__What to produce__
The records that follow should be copied in full, exactly as they read.

__Dataset entries__
# # #

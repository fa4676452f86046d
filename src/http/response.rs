//! HTTP response building module
//!
//! Builds the raw bytes for every response the server emits. Static file
//! responses carry a Content-length header equal to the file's byte count;
//! dynamic responses omit it and rely on connection close to delimit the
//! body.

/// A fully rendered response, plus the status and body size for access
/// logging.
pub struct Reply {
    pub status: u16,
    pub body_len: usize,
    bytes: Vec<u8>,
}

impl Reply {
    /// 200 OK for a static file: Content-type from the extension and
    /// Content-length equal to the file's byte count, then the raw bytes.
    #[must_use]
    pub fn static_ok(content_type: &str, body: &[u8]) -> Self {
        let mut bytes = format!(
            "HTTP/1.1 200 OK\r\nContent-type: {content_type}\r\nContent-length: {}\r\n\r\n",
            body.len()
        )
        .into_bytes();
        bytes.extend_from_slice(body);
        Self {
            status: 200,
            body_len: body.len(),
            bytes,
        }
    }

    /// 200 OK for a dispatched handler result: plain text, no
    /// Content-length.
    #[must_use]
    pub fn dynamic_ok(body: &str) -> Self {
        let bytes = format!("HTTP/1.1 200 OK\r\nContent-type: text/plain\r\n\r\n{body}").into_bytes();
        Self {
            status: 200,
            body_len: body.len(),
            bytes,
        }
    }

    /// 404 Not Found, empty body
    #[must_use]
    pub fn not_found() -> Self {
        Self::empty(404, "Not Found")
    }

    /// 405 Method Not Allowed, empty body
    #[must_use]
    pub fn method_not_allowed() -> Self {
        Self::empty(405, "Method Not Allowed")
    }

    /// 500 Internal Server Error with a generic text body
    #[must_use]
    pub fn internal_error() -> Self {
        let body = "Internal Server Error";
        let bytes = format!(
            "HTTP/1.1 500 Internal Server Error\r\nContent-type: text/plain\r\n\r\n{body}"
        )
        .into_bytes();
        Self {
            status: 500,
            body_len: body.len(),
            bytes,
        }
    }

    fn empty(status: u16, reason: &str) -> Self {
        Self {
            status,
            body_len: 0,
            bytes: format!("HTTP/1.1 {status} {reason}\r\n\r\n").into_bytes(),
        }
    }

    #[must_use]
    pub fn as_bytes(&self) -> &[u8] {
        &self.bytes
    }
}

# # #

__Answer for this exercise__
repository fa4676452f86046d
filename src/http/response.rs
//! HTTP response building module
//!
//! Builds the raw bytes for every response the server emits. Static file
//! responses carry a Content-length header equal to the file's byte count;
//! dynamic responses omit it and rely on connection close to delimit the
//! body.

/// A fully rendered response, plus the status and body size for access
/// logging.
pub struct Reply {
    pub status: u16,
    pub body_len: usize,
    bytes: Vec<u8>,
}

impl Reply {
    /// 200 OK for a static file: Content-type from the extension and
    /// Content-length equal to the file's byte count, then the raw bytes.
    #[must_use]
    pub fn static_ok(content_type: &str, body: &[u8]) -> Self {
        let mut bytes = format!(
            "HTTP/1.1 200 OK\r\nContent-type: {content_type}\r\nContent-length: {}\r\n\r\n",
            body.len()
        )
        .into_bytes();
        bytes.extend_from_slice(body);
        Self {
            status: 200,
            body_len: body.len(),
            bytes,
        }
    }

    /// 200 OK for a dispatched handler result: plain text, no
    /// Content-length.
    #[must_use]
    pub fn dynamic_ok(body: &str) -> Self {
        let bytes = format!("HTTP/1.1 200 OK\r\nContent-type: text/plain\r\n\r\n{body}").into_bytes();
        Self {
            status: 200,
            body_len: body.len(),
            bytes,
        }
    }

    /// 404 Not Found, empty body
    #[must_use]
    pub fn not_found() -> Self {
        Self::empty(404, "Not Found")
    }

    /// 405 Method Not Allowed, empty body
    #[must_use]
    pub fn method_not_allowed() -> Self {
        Self::empty(405, "Method Not Allowed")
    }

    /// 500 Internal Server Error with a generic text body
    #[must_use]
    pub fn internal_error() -> Self {
        let body = "Internal Server Error";
        let bytes = format!(
            "HTTP/1.1 500 Internal Server Error\r\nContent-type: text/plain\r\n\r\n{body}"
        )
        .into_bytes();
        Self {
            status: 500,
            body_len: body.len(),
            bytes,
        }
    }

    fn empty(status: u16, reason: &str) -> Self {
        Self {
            status,
            body_len: 0,
            bytes: format!("HTTP/1.1 {status} {reason}\r\n\r\n").into_bytes(),
        }
    }

    #[must_use]
    pub fn as_bytes(&self) -> &[u8] {
        &self.bytes
    }
}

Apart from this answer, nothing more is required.